Lo spirito oggettivo. Se lo spirito soggettivo è lo spirito
libero e individuale, la sua antitesi non può essere che lo spirito oggettivo (collettivo),
vale a dire quello spirito che si manifesta in istituzioni sociali concrete,
ovvero quell’insieme di determinazioni sovra-individuali.
Qui non si può non
accennare all’idea di Stato e di Stato
etico che per Hegel è lo spirito oggettivo, lo stato è Dio. Lo Stato non è una creazione arbitraria di uomini
con un contratto. Lo Stato è la manifestazione dell’assoluto, è la
manifestazione di Dio. Si ha una divinizzazione dello Stato che verrà poi
utilizzata indistintamente dalle dittature di destra come da quelle di sinistra.
Gott mit uns (Dio è con noi) sarà il
loro grido di battaglia.
Lo spirito
assoluto, che
non si riconosce più né nel soggetto che nell’oggetto, prende consapevolezza di
sé. Lo spirito assoluto, il sapere
assoluto, lo spirito che finalmente sa chi è, che si auto riconosce, è la
massima sapienza. Non più filosofia, amore per il sapere, ma la sapienza
stessa.

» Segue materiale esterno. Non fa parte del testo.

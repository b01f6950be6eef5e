use super::RegistryError;
use crate::{
    liveness,
    protocol::{NodeIdentity, RegistryRequest, RegistryResponse, Role},
    transport::Connection,
};
use std::time::Duration;
use tokio::{
    sync::{mpsc, oneshot},
    task::JoinHandle,
};
use tokio_util::sync::CancellationToken;
use tracing::{debug, info, warn};

#[derive(Debug)]
enum ClientCommand {
    ListByRole {
        role: Role,
        reply: oneshot::Sender<Result<Vec<NodeIdentity>, RegistryError>>,
    },
    Unregister {
        reply: oneshot::Sender<Result<bool, RegistryError>>,
    },
}

/// Node-side registry session
///
/// A background task owns the connection: it registers the node, heartbeats, and
/// reconnects (registering again) whenever the registry was lost. Queries go through the
/// same task so requests and responses never interleave on the wire.
#[derive(Debug, Clone)]
pub struct RegistryClient {
    tx: mpsc::UnboundedSender<ClientCommand>,
}

impl RegistryClient {
    /// `registration` is the identity and role this node announces, `None` for nodes that
    /// only query
    pub fn spawn(
        address: String,
        registration: Option<(NodeIdentity, Role)>,
        request_timeout: Duration,
        heartbeat_interval: Duration,
        shutdown: CancellationToken,
    ) -> (Self, JoinHandle<()>) {
        let (tx, rx) = mpsc::unbounded_channel();
        let session = RegistrySession {
            address,
            registration,
            timeout: request_timeout,
            connection: None,
            reachable: true,
        };

        (
            Self { tx },
            tokio::spawn(session.run(rx, heartbeat_interval, shutdown)),
        )
    }

    pub async fn list_by_role(&self, role: Role) -> Result<Vec<NodeIdentity>, RegistryError> {
        let (reply, response) = oneshot::channel();
        self.tx
            .send(ClientCommand::ListByRole { role, reply })
            .map_err(|_| RegistryError::Stopped)?;

        response.await.map_err(|_| RegistryError::Stopped)?
    }

    /// Withdraw this node's registration, later reconnects will not register it again
    pub async fn unregister(&self) -> Result<bool, RegistryError> {
        let (reply, response) = oneshot::channel();
        self.tx
            .send(ClientCommand::Unregister { reply })
            .map_err(|_| RegistryError::Stopped)?;

        response.await.map_err(|_| RegistryError::Stopped)?
    }
}

struct RegistrySession {
    address: String,
    registration: Option<(NodeIdentity, Role)>,
    timeout: Duration,
    connection: Option<Connection>,
    // last known state, only transitions are logged
    reachable: bool,
}

impl RegistrySession {
    async fn run(
        mut self,
        mut rx: mpsc::UnboundedReceiver<ClientCommand>,
        heartbeat_interval: Duration,
        shutdown: CancellationToken,
    ) {
        let mut ticker = liveness::heartbeat(heartbeat_interval);

        loop {
            tokio::select! {
                _ = shutdown.cancelled() => break,
                _ = ticker.tick() => self.keep_alive().await,
                command = rx.recv() => match command {
                    Some(command) => self.handle(command).await,
                    None => break,
                },
            }
        }

        debug!(registry = %self.address, "Registry session closed");
    }

    async fn handle(&mut self, command: ClientCommand) {
        match command {
            ClientCommand::ListByRole { role, reply } => {
                let result = match self.request(RegistryRequest::ListByRole { role }).await {
                    Ok(RegistryResponse::Nodes { nodes, .. }) => Ok(nodes),
                    Ok(RegistryResponse::Error { message }) => {
                        Err(RegistryError::Rejected(message))
                    }
                    Ok(_) => Err(RegistryError::UnexpectedResponse),
                    Err(error) => Err(error),
                };
                let _ = reply.send(result);
            }
            ClientCommand::Unregister { reply } => {
                let result = match self.registration.take() {
                    Some((identity, role)) => {
                        let request = RegistryRequest::Unregister {
                            identity: identity.clone(),
                        };
                        match self.request(request).await {
                            Ok(RegistryResponse::Unregistered { removed, .. }) => {
                                info!(node = %identity, role = %role, "Unregistered from registry");
                                Ok(removed)
                            }
                            Ok(RegistryResponse::Error { message }) => {
                                Err(RegistryError::Rejected(message))
                            }
                            Ok(_) => Err(RegistryError::UnexpectedResponse),
                            Err(error) => Err(error),
                        }
                    }
                    None => Ok(false),
                };
                let _ = reply.send(result);
            }
        }
    }

    /// Heartbeat an open connection or try to (re)establish a lost one
    async fn keep_alive(&mut self) {
        let result = if self.connection.is_some() {
            match self.request(RegistryRequest::Ping).await {
                Ok(RegistryResponse::Pong) => Ok(()),
                Ok(_) => Err(RegistryError::UnexpectedResponse),
                Err(error) => Err(error),
            }
        } else {
            self.connected().await.map(|_| ())
        };

        match result {
            Ok(()) if !self.reachable => {
                info!(registry = %self.address, "Registry reachable again");
                self.reachable = true;
            }
            Err(error) if self.reachable => {
                warn!(
                    registry = %self.address,
                    error = %error,
                    "Registry unreachable, known nodes keep operating"
                );
                self.reachable = false;
            }
            _ => {}
        }
    }

    async fn request(
        &mut self,
        request: RegistryRequest,
    ) -> Result<RegistryResponse, RegistryError> {
        let timeout = self.timeout;
        let result = self.connected().await?.request(&request, timeout).await;

        if result.is_err() {
            self.connection = None;
        }

        Ok(result?)
    }

    /// The open connection, connecting and registering first if needed
    async fn connected(&mut self) -> Result<&mut Connection, RegistryError> {
        if self.connection.is_none() {
            let connection = self.open().await?;
            self.connection = Some(connection);
        }

        self.connection
            .as_mut()
            .ok_or_else(|| RegistryError::Rejected("connection dropped".to_string()))
    }

    async fn open(&self) -> Result<Connection, RegistryError> {
        let mut connection = Connection::connect(&self.address, self.timeout).await?;

        if let Some((identity, role)) = &self.registration {
            let response: RegistryResponse = connection
                .request(
                    &RegistryRequest::Register {
                        identity: identity.clone(),
                        role: *role,
                    },
                    self.timeout,
                )
                .await?;

            match response {
                RegistryResponse::Registered { entry } => {
                    info!(
                        node = %entry.identity,
                        role = %entry.role,
                        registry = %self.address,
                        "Registered with registry"
                    );
                }
                RegistryResponse::Error { message } => return Err(RegistryError::Rejected(message)),
                _ => return Err(RegistryError::UnexpectedResponse),
            }
        }

        Ok(connection)
    }
}

#[cfg(test)]
mod tests {
    use super::*;
    use crate::{
        config::RegistryConfig,
        registry::{server, Registry},
    };
    use tokio::net::TcpListener;

    #[tokio::test]
    async fn registers_queries_and_unregisters() {
        let shutdown = CancellationToken::new();
        let listener = TcpListener::bind("127.0.0.1:0").await.unwrap();
        let address = listener.local_addr().unwrap().to_string();
        let (registry, _actor) = Registry::spawn();
        tokio::spawn(server::serve(
            listener,
            registry.clone(),
            RegistryConfig::default(),
            shutdown.clone(),
        ));

        let slave = NodeIdentity::from("worker-1:7171");
        let (client, _session) = RegistryClient::spawn(
            address.clone(),
            Some((slave.clone(), Role::Slave)),
            Duration::from_secs(1),
            Duration::from_millis(50),
            shutdown.clone(),
        );
        let (observer, _observer_session) = RegistryClient::spawn(
            address,
            None,
            Duration::from_secs(1),
            Duration::from_millis(50),
            shutdown.clone(),
        );

        let mut seen = Vec::new();
        for _ in 0..50 {
            seen = observer.list_by_role(Role::Slave).await.unwrap();
            if !seen.is_empty() {
                break;
            }
            tokio::time::sleep(Duration::from_millis(20)).await;
        }
        assert_eq!(seen, vec![slave]);

        assert!(client.unregister().await.unwrap());
        assert!(observer.list_by_role(Role::Slave).await.unwrap().is_empty());

        shutdown.cancel();
    }
}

Sapienza che si ha in tre momenti: l’arte,
la religione e la filosofia i cui contenuti sono identici e cambia solo il
modo in cui vengono detti.
1. Nell'Arte questo sapere assoluto
avviene come intuizione sensibile (come
quando contempliamo un’opera d’arte).
2. Nella Religione questo sapere
assoluto avviene sotto forma di rappresentazione (di storie e racconti).
3.
Nella
Filosofia attraverso il concetto, rappresentazione astratta
degli oggetti percepiti.
Ricordiamo che Hegel studiò
nel seminario luterano di Dubinga ed era un appassionato del cristianesimo che definì
come la più grande religione perché dice la verità vera ma sotto forma di
rappresentazione. La verità ci viene rappresentata attraverso delle storie e
delle rappresentazioni artistiche. Per esempio nella Santissima Trinità, Dio
padre fuoriesce da sé e si fa creatura, Dio figlio, cioè natura. Gesù Cristo, vero Dio e
vero Uomo che si è fatto carne, e quindi natura, torna poi al Padre a
confermare la dialettica hegeliana, cioè tutta la vita dell’assoluto.
Ora mentre il semplice
credente raggiunge questo sapere assoluto attraverso una rappresentazione e mentre l’artista
raggiunge questo sapere assoluto attraverso una intuizione sensibile di
un’opera d’arte, solo il filosofo lo raggiunge a livello concettuale (il
concetto filosofico, la razionalità filosofica).
“Con me finisce la storia
della filosofia” dice
Hegel, “perché sono stato colui che ha
permesso definitivamente e concettualmente e filosoficamente a Dio di potersi
riconoscere e sapere chi è”.
Questa filosofia, così astratta e
veramente difficile da capire e che ci porterebbe a pensarla adagiata sul fondo
di un oceano sepolta dalla sabbia del tempo e dell’incomprensione generale avrà
invece delle conseguenze terribili.
Questa filosofia hegeliana la capiremo
meglio nei prossimi capitoli quando altri filosofi la riprenderanno per
formulare le loro tesi, le loro teorie e produrre nuove rivoluzioni non solo
culturali, ma aimè anche violente e portatrici di grandi sconvolgimenti e
sofferenze all’umanità.
Sintesi di don Claudio Crescimanno
Con Hegel, dopo tanto
tempo, finisce l’epoca in cui la filosofia si era trasformata di fatto in una
gnoseologia, cioè in un interesse puntato sul metodo della conoscenza, su come
insomma noi uomini conosciamo. La filosofia torna ad essere una metafisica,
cioè uno studio complessivo della realtà e propriamente una teologia. Hegel è
un teologo, teologo di un Dio tutto suo, solo suo, ma comunque la filosofia di
Hegel è una teologia.
Primo punto: ciò che esiste è soltanto l’assoluto
Nella teoria di Hegel ciò che esiste è
soltanto l’assoluto e questo assoluto è Dio. Dio è sé stesso, poi si pone fuori
da sé e siamo noi e le cose (il mondo) ed infine si recupera tornando in sé e
diventando spirito. Spirito che non poteva essere all’inizio, se non dopo
essere passato da una alienazione di sé. La tesi di Hegel è che esiste solo Dio.
Secondo punto: il
primato del divenire sull’essere
Hegel poi afferma il primato del divenire sull’essere e questo è il Dio di Hegel.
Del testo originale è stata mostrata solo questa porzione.